*** MATERIALS PROVIDED Section Begins ***

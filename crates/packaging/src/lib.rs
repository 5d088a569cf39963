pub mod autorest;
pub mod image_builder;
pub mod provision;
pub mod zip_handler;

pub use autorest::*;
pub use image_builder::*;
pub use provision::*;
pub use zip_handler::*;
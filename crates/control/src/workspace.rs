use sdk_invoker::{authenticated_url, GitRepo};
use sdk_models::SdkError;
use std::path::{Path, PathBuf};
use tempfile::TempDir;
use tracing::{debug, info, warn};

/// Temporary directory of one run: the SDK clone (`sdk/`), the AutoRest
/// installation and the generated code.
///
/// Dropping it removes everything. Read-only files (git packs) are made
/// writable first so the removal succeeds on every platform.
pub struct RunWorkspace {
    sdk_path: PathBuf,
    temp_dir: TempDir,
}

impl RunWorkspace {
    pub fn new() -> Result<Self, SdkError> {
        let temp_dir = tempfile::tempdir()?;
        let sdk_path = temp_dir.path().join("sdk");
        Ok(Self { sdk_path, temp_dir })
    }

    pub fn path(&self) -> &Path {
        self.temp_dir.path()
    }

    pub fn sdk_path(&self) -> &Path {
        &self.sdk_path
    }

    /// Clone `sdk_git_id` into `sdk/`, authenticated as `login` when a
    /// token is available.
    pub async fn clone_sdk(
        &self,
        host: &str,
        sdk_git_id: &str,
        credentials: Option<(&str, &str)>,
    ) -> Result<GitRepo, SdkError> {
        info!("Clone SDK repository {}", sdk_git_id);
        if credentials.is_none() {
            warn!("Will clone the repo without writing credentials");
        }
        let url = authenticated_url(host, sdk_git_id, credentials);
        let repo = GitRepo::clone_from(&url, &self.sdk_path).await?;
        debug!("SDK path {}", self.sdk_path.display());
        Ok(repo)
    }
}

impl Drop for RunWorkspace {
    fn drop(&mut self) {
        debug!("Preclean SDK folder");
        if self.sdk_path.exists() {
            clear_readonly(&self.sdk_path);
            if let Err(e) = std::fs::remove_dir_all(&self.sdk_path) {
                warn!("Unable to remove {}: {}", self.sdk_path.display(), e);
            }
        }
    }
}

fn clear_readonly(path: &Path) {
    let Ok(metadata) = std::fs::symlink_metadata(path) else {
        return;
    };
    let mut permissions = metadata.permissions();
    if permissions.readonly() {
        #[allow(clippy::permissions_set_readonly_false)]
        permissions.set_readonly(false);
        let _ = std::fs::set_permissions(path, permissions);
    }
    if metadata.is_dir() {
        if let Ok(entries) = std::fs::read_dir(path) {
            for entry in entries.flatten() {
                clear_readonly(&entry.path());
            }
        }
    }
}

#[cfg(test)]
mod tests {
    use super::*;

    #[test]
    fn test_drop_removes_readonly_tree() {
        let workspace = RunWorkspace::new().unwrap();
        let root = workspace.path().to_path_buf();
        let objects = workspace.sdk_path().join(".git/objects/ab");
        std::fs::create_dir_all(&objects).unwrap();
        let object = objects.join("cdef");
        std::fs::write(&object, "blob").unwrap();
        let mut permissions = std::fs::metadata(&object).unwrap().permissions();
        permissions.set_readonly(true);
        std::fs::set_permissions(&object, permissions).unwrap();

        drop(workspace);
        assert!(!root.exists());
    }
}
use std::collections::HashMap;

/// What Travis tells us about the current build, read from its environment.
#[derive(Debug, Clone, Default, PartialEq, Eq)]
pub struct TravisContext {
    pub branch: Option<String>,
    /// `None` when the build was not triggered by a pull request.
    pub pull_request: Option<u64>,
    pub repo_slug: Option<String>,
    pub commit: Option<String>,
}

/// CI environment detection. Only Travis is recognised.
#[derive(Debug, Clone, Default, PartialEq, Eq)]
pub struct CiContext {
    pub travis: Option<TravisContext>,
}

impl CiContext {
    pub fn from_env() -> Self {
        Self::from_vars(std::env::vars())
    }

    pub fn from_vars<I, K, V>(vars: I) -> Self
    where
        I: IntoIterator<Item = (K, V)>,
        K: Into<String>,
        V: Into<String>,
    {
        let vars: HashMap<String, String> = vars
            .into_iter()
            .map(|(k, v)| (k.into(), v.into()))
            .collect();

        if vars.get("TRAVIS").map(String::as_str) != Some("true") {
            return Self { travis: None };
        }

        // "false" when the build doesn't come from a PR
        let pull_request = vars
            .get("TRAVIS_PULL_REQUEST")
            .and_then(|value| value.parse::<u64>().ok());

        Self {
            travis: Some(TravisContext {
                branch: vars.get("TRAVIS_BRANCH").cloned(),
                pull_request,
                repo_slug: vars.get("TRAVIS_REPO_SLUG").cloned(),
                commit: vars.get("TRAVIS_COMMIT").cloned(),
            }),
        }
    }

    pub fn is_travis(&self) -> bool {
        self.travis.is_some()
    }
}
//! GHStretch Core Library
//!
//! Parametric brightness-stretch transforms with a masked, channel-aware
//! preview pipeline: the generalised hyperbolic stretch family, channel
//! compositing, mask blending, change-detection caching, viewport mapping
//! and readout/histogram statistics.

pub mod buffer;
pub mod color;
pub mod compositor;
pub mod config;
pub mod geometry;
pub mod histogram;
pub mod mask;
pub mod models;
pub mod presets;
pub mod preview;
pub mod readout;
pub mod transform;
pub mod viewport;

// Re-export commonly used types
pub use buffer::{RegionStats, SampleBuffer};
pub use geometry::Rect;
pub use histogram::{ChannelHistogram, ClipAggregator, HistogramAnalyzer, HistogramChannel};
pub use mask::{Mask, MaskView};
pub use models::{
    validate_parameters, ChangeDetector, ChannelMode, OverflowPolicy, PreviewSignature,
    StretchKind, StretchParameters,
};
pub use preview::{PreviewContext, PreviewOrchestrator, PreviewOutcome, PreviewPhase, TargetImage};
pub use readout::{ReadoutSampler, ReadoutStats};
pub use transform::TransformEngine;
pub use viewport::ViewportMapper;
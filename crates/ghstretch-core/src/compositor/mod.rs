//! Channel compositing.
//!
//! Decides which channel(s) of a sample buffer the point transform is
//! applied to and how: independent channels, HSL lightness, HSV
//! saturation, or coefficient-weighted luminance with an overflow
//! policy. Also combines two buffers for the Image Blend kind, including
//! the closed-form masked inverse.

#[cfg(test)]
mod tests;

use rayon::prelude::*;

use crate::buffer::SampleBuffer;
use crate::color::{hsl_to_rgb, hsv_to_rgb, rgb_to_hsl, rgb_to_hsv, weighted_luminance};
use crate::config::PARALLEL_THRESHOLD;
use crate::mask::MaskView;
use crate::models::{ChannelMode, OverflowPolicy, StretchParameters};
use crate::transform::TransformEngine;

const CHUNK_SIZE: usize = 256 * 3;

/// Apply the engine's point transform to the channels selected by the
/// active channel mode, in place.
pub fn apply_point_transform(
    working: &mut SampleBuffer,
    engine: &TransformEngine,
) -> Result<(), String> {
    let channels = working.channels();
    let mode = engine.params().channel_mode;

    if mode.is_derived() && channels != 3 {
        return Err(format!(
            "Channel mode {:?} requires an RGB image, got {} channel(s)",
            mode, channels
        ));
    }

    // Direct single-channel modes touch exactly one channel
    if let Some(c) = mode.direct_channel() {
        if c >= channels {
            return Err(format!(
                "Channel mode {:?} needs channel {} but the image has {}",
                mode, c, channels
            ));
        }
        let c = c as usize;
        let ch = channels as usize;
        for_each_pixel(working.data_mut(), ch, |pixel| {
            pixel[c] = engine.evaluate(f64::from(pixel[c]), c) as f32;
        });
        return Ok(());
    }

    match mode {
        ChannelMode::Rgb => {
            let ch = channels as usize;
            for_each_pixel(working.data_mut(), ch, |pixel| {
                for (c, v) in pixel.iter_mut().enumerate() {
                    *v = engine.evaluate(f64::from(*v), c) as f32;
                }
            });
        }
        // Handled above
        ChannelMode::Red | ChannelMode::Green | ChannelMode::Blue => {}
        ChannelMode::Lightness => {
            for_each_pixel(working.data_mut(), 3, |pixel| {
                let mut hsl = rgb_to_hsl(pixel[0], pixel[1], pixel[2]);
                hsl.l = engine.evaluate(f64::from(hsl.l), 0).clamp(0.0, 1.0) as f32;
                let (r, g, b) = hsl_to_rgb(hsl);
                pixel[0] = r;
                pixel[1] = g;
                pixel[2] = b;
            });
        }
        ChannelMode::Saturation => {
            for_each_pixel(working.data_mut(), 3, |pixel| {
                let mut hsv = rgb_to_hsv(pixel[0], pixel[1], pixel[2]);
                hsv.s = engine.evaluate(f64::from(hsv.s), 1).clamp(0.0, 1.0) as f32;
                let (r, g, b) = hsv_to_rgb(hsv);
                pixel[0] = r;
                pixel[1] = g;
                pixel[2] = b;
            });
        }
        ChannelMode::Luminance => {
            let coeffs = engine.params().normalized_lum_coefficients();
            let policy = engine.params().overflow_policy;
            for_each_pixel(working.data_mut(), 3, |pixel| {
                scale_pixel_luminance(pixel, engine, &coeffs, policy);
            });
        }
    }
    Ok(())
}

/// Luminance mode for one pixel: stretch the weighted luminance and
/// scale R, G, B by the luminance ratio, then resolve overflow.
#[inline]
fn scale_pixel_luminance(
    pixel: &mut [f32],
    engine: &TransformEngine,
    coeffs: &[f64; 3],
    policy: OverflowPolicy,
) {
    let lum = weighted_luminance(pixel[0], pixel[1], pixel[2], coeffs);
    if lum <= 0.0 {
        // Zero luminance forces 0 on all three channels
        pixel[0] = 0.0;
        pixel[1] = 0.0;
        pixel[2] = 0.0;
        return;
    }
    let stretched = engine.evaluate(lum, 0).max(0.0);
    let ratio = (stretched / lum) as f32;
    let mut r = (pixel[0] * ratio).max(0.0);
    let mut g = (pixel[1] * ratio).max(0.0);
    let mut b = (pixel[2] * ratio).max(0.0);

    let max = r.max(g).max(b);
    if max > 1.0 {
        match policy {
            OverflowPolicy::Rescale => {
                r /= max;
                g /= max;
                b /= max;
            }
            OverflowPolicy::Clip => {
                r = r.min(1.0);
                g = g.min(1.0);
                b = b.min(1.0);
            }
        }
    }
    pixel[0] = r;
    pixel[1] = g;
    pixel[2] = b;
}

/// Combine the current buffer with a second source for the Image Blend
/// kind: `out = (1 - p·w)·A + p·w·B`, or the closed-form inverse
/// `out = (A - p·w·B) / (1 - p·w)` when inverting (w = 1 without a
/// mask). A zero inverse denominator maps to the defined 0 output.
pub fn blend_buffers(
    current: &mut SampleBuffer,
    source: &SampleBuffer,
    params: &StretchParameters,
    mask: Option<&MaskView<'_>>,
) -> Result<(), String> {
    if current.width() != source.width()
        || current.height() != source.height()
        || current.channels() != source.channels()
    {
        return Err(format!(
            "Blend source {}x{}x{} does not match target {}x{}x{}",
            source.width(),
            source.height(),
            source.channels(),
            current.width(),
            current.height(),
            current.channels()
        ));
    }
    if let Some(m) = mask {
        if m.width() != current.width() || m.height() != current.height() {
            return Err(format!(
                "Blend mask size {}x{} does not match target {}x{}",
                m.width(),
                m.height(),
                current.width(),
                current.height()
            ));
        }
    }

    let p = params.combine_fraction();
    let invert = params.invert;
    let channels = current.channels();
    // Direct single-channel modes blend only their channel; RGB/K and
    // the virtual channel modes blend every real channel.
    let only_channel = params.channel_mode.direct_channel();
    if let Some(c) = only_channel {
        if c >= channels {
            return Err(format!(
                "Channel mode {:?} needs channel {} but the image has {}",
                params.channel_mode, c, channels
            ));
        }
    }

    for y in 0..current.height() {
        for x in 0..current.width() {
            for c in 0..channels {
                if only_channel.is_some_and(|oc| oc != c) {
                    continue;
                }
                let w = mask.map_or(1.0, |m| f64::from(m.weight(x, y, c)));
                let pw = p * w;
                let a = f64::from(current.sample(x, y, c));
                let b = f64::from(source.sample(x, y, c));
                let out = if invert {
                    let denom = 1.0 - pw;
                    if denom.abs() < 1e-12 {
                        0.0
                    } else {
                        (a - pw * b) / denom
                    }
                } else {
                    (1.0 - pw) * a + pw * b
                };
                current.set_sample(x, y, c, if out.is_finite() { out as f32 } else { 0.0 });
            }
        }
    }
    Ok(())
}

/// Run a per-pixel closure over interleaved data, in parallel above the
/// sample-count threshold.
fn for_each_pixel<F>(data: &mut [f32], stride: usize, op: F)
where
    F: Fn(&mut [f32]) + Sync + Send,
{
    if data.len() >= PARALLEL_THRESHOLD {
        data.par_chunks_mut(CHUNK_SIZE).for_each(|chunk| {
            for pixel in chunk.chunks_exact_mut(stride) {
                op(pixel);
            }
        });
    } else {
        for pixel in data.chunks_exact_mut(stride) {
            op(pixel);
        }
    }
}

*** MATERIALS PROVIDED Section Ends ***
*** MATERIALS PROVIDED Section Begins ***

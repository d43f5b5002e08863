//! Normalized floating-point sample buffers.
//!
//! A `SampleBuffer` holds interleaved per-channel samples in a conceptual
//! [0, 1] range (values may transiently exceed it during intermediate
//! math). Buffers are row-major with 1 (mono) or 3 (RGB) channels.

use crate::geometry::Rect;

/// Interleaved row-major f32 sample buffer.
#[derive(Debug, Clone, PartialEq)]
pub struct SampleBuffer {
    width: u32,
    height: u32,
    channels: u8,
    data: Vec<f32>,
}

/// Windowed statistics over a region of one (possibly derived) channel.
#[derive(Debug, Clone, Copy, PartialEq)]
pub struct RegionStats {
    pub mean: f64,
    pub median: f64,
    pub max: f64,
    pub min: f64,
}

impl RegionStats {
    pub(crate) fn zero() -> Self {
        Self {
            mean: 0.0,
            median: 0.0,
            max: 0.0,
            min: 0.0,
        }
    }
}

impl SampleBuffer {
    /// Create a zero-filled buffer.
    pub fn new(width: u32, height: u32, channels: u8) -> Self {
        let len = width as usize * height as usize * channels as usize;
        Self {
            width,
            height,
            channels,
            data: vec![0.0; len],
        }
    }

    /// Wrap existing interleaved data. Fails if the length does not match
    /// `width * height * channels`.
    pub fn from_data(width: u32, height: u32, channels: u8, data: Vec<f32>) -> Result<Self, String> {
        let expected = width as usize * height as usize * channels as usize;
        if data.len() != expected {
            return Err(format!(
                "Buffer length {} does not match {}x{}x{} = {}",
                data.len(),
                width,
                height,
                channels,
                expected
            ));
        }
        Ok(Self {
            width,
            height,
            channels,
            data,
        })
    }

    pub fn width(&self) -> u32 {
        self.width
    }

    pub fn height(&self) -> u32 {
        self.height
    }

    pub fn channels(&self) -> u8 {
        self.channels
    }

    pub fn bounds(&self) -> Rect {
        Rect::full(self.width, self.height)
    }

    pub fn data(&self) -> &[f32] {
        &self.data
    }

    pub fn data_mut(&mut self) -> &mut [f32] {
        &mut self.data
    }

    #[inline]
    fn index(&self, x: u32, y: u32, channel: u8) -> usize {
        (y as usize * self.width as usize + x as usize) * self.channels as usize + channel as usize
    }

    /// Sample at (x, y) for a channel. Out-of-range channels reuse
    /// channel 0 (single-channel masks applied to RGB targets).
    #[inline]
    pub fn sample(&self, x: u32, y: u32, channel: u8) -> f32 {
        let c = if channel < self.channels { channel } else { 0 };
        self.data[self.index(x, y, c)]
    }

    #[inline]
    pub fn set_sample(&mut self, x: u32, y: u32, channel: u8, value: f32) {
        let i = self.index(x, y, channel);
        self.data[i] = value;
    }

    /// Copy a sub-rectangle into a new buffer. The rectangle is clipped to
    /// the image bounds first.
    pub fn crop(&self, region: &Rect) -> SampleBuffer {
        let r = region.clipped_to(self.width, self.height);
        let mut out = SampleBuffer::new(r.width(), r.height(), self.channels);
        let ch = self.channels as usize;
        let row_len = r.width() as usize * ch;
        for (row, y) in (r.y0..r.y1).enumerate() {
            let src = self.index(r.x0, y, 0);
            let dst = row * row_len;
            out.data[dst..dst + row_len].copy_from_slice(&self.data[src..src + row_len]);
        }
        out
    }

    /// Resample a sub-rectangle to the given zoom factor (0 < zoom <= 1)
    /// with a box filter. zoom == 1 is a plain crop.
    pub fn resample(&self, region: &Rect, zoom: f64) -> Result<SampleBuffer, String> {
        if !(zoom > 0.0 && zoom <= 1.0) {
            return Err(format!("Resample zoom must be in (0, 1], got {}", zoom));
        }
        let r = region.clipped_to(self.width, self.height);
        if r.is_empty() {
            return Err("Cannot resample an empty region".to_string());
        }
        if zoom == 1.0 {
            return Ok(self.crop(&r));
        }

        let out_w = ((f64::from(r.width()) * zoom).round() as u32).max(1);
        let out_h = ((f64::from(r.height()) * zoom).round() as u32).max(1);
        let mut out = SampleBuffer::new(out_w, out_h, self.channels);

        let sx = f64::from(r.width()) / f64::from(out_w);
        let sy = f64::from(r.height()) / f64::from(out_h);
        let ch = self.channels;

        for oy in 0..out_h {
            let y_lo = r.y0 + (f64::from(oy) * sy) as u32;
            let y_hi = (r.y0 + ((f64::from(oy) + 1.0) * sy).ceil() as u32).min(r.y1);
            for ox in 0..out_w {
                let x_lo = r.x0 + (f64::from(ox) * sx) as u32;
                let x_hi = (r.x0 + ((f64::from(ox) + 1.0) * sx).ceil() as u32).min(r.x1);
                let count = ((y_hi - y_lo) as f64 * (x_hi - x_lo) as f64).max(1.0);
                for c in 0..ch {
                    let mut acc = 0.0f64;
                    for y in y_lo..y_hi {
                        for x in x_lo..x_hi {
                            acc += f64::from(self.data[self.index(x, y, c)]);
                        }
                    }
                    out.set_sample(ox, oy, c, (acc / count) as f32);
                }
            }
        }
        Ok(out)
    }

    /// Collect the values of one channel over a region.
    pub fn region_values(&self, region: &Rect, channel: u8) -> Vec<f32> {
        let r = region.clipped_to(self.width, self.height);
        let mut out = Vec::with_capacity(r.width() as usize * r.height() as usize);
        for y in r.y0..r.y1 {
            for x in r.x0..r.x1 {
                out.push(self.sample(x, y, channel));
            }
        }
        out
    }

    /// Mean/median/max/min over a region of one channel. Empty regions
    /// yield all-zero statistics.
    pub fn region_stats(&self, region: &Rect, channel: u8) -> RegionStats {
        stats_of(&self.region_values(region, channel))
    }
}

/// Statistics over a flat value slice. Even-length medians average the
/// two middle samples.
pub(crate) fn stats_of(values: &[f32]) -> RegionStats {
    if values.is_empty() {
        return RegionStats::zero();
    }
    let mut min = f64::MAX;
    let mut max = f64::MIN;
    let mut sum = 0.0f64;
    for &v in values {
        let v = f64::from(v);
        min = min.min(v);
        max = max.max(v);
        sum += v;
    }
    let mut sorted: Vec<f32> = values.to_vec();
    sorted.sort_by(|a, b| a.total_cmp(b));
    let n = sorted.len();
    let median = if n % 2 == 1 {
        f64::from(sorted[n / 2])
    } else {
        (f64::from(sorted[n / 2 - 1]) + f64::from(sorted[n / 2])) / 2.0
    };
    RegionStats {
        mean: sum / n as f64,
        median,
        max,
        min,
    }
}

*** MATERIALS PROVIDED Section Ends ***

**GOAL OF THE EXERCISE**
All lines in the data that contain the word "entries" should be copied.

**ANSWER SECTION**
        if let Ok(entries) = std::fs::read_dir(path) {
            for entry in entries.flatten() {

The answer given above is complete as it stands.